To do: Go line by line through the data below and count those that hold "ToolbarContext". Return only the number.

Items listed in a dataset
::::::::::

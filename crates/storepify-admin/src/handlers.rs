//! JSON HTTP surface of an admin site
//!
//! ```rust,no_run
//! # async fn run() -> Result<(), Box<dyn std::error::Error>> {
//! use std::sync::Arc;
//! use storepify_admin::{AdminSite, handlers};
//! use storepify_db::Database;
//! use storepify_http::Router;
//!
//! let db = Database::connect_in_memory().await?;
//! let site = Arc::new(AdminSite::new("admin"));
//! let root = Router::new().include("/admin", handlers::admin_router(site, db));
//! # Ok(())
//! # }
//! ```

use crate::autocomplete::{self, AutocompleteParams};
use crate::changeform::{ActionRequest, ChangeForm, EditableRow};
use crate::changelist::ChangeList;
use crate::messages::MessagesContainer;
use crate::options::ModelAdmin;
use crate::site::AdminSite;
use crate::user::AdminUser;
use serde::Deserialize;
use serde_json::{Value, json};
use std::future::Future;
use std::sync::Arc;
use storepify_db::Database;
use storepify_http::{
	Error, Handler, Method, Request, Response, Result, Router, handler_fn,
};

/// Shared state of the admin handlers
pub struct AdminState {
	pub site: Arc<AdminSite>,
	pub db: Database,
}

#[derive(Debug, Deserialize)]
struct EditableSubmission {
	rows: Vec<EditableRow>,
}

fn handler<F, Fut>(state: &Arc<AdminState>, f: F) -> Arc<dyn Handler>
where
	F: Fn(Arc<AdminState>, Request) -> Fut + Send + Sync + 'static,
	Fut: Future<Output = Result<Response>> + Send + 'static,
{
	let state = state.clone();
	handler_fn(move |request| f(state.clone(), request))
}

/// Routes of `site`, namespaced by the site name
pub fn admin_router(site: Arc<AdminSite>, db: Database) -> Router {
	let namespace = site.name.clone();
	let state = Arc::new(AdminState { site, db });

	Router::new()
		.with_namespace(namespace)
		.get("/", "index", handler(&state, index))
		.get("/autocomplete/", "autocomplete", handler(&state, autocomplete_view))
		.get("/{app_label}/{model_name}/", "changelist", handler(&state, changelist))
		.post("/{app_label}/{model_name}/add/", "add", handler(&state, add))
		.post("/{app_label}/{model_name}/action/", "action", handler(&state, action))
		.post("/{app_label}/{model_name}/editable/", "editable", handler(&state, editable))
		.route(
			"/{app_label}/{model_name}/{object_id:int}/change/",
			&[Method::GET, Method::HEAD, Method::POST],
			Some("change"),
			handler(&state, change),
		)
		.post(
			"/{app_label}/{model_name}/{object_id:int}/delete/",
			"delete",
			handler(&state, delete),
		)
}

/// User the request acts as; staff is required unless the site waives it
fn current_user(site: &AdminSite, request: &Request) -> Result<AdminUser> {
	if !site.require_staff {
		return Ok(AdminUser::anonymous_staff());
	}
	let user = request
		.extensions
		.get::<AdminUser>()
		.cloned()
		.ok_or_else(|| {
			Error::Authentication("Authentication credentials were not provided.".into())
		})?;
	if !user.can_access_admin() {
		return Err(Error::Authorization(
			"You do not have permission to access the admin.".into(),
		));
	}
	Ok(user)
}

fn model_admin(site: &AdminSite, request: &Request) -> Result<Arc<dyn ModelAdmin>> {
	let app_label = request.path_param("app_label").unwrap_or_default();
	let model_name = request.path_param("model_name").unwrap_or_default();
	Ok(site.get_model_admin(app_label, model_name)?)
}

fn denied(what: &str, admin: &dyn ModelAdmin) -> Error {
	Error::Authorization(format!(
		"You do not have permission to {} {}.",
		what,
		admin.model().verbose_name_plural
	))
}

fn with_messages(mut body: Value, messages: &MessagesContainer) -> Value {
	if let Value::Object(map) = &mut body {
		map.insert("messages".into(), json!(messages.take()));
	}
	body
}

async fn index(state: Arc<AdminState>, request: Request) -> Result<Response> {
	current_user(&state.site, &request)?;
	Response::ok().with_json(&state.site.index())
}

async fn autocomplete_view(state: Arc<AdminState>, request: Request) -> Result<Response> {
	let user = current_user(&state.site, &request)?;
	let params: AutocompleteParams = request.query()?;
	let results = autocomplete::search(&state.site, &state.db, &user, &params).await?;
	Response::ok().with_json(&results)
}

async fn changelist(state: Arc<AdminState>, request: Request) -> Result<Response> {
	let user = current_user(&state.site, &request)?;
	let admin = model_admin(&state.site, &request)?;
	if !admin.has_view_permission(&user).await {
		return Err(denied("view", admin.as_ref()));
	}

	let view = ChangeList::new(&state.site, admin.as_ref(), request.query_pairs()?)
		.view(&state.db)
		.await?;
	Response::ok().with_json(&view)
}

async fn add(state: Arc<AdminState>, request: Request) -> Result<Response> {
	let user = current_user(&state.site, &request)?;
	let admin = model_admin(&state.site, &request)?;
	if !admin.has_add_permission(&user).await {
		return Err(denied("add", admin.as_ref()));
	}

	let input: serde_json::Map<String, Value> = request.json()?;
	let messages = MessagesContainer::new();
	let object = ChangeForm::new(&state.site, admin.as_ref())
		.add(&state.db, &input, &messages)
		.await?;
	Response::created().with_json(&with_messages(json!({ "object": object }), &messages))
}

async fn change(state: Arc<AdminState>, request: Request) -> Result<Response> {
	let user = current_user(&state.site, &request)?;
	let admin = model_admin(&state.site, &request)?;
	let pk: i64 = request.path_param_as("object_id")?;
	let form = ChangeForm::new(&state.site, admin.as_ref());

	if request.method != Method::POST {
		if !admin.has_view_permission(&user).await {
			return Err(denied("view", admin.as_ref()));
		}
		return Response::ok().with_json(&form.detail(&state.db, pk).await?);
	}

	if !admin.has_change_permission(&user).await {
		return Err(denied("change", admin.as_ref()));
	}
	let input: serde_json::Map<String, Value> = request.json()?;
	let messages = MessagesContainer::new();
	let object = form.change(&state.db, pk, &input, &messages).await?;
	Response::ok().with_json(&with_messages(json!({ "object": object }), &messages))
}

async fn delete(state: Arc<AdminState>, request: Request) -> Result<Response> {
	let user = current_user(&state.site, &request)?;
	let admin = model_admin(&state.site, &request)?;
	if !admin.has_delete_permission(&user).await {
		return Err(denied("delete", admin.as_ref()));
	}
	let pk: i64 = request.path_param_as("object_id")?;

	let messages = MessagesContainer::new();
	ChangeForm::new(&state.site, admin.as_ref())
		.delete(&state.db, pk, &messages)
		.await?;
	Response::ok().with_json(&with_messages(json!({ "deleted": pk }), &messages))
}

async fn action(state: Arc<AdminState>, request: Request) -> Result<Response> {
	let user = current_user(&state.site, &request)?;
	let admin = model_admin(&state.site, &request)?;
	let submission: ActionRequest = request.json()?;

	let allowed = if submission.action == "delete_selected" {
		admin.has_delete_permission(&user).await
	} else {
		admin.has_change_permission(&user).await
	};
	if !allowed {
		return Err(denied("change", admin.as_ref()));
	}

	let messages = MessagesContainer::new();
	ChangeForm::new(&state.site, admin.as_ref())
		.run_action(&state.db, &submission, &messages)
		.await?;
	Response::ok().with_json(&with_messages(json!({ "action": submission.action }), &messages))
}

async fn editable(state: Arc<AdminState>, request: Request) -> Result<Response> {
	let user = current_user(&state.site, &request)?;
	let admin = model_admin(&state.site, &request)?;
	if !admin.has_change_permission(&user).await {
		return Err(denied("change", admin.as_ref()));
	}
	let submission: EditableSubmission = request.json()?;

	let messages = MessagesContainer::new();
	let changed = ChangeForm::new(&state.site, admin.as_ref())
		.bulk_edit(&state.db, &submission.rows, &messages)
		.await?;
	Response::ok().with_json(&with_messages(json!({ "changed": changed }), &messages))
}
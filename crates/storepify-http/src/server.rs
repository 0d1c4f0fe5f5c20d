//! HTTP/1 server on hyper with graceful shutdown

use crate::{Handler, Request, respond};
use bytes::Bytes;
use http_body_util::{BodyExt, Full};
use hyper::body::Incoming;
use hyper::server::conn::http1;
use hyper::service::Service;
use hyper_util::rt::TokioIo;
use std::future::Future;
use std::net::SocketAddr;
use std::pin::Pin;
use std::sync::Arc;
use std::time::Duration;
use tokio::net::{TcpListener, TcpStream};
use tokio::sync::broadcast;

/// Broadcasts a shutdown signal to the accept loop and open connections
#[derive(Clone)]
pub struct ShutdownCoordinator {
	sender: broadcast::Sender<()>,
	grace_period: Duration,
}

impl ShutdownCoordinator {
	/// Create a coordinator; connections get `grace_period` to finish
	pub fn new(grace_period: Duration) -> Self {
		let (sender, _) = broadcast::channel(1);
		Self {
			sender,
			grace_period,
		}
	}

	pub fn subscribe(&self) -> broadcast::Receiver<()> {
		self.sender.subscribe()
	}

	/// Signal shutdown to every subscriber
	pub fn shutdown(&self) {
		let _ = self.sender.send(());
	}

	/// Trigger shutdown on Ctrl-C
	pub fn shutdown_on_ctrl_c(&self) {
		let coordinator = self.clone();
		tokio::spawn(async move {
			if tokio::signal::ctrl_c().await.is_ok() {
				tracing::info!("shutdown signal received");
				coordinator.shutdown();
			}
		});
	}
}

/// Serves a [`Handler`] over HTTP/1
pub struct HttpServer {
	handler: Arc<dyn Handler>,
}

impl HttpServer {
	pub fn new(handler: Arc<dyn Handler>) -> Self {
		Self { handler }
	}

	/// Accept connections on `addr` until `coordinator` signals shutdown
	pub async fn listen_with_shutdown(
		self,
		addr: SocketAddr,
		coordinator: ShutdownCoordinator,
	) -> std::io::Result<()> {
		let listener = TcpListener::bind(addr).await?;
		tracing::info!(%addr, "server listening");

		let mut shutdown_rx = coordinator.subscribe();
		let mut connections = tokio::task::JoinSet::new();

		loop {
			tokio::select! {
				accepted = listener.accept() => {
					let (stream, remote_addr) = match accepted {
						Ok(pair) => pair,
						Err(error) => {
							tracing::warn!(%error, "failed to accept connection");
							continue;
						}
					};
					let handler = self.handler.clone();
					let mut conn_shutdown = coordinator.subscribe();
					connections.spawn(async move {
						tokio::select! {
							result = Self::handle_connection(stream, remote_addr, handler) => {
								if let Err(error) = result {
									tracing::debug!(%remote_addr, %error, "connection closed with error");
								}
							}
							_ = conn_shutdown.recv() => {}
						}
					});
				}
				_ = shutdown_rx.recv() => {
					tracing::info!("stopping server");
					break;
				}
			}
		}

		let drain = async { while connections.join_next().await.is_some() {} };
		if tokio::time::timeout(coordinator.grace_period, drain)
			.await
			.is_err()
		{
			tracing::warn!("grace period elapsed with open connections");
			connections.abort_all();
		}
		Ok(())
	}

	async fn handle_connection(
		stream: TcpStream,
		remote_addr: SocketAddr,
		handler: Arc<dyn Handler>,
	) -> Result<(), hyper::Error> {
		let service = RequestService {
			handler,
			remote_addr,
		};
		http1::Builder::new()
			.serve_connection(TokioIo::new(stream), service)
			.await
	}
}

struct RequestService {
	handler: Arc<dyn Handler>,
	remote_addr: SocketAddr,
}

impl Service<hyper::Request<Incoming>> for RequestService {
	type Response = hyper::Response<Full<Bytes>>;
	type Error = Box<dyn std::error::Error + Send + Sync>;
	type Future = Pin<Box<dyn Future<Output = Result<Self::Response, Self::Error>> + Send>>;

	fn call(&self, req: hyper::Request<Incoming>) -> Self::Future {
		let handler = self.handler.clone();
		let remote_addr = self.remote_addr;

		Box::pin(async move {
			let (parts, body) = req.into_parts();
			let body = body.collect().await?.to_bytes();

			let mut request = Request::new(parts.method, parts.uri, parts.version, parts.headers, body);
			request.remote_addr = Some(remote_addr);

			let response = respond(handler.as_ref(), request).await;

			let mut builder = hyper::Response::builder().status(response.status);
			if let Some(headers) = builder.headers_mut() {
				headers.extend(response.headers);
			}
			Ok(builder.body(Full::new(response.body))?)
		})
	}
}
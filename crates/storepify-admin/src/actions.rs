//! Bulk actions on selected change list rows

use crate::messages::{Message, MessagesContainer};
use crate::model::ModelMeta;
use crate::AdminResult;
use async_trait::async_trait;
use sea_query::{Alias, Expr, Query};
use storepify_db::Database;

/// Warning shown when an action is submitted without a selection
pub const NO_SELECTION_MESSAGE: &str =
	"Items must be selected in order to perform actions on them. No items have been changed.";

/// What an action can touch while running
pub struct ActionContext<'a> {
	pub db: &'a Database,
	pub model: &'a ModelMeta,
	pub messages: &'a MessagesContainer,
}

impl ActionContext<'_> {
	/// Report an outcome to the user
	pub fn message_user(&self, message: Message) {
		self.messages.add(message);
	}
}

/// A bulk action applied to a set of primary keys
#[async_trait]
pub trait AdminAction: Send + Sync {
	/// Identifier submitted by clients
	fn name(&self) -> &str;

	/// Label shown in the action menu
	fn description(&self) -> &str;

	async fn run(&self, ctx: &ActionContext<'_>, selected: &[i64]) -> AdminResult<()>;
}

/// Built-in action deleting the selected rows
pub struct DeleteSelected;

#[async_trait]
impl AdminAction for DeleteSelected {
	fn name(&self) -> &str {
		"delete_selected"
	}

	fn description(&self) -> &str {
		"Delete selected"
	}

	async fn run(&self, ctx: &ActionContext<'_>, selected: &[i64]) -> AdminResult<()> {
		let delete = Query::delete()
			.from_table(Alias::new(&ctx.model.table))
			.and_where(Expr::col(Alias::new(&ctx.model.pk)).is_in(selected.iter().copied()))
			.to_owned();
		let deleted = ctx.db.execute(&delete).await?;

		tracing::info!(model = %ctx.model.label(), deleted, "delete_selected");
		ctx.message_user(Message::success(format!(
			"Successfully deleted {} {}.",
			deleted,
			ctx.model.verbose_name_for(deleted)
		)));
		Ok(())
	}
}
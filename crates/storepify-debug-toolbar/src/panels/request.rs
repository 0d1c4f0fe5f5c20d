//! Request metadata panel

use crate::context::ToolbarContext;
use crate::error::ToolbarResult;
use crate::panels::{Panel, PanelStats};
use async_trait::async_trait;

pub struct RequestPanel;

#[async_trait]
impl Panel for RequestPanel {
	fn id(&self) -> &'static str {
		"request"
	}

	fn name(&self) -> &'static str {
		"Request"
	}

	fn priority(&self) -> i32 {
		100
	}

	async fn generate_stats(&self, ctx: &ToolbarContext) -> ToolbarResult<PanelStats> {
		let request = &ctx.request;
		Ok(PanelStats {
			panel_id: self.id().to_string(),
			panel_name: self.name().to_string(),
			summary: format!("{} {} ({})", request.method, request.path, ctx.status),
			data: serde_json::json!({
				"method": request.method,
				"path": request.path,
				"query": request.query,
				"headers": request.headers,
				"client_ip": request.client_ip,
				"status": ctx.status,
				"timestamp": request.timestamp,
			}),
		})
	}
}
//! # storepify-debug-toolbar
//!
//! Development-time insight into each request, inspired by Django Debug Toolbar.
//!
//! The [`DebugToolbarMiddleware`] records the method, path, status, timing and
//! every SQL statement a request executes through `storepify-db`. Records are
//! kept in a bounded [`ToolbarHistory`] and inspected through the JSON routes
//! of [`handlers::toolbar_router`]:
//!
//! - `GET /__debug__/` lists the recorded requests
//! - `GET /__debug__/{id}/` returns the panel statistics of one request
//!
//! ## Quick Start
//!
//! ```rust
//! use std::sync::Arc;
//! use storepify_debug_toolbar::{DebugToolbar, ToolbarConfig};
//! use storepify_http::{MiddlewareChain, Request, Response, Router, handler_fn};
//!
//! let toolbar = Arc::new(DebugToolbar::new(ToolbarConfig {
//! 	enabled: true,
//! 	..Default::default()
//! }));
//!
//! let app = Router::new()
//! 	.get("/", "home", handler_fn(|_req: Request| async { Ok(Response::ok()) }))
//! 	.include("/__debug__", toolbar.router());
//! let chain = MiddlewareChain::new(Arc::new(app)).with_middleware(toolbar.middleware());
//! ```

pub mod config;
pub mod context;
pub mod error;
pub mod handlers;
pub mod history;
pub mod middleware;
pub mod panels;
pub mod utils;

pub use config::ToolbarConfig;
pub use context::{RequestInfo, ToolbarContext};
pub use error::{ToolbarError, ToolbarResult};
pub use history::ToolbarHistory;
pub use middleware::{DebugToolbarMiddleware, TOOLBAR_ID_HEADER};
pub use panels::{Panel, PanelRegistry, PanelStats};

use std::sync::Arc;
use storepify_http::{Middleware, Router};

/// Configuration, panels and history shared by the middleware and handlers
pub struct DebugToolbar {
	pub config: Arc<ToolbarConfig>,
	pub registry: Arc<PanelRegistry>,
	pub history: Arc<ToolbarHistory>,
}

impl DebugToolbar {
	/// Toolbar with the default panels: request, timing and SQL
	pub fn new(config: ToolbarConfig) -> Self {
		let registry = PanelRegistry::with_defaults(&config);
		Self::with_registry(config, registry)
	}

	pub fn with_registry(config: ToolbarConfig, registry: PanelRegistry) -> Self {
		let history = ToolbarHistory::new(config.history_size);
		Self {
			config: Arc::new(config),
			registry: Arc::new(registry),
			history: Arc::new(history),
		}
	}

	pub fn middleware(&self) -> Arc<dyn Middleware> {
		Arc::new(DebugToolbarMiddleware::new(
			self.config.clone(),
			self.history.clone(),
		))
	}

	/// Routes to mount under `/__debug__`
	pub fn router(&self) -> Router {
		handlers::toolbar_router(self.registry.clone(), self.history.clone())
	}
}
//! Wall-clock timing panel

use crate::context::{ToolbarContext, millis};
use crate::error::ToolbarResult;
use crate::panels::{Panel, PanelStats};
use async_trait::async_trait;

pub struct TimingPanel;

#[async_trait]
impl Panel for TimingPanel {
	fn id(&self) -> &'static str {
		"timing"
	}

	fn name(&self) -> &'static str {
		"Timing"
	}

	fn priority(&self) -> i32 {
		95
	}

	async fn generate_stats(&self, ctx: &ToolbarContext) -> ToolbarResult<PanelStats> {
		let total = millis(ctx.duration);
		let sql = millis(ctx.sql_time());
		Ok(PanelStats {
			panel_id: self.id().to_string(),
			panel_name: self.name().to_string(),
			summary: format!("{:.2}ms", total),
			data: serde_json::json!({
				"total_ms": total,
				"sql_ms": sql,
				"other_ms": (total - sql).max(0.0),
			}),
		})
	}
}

::::::::::

Result: 5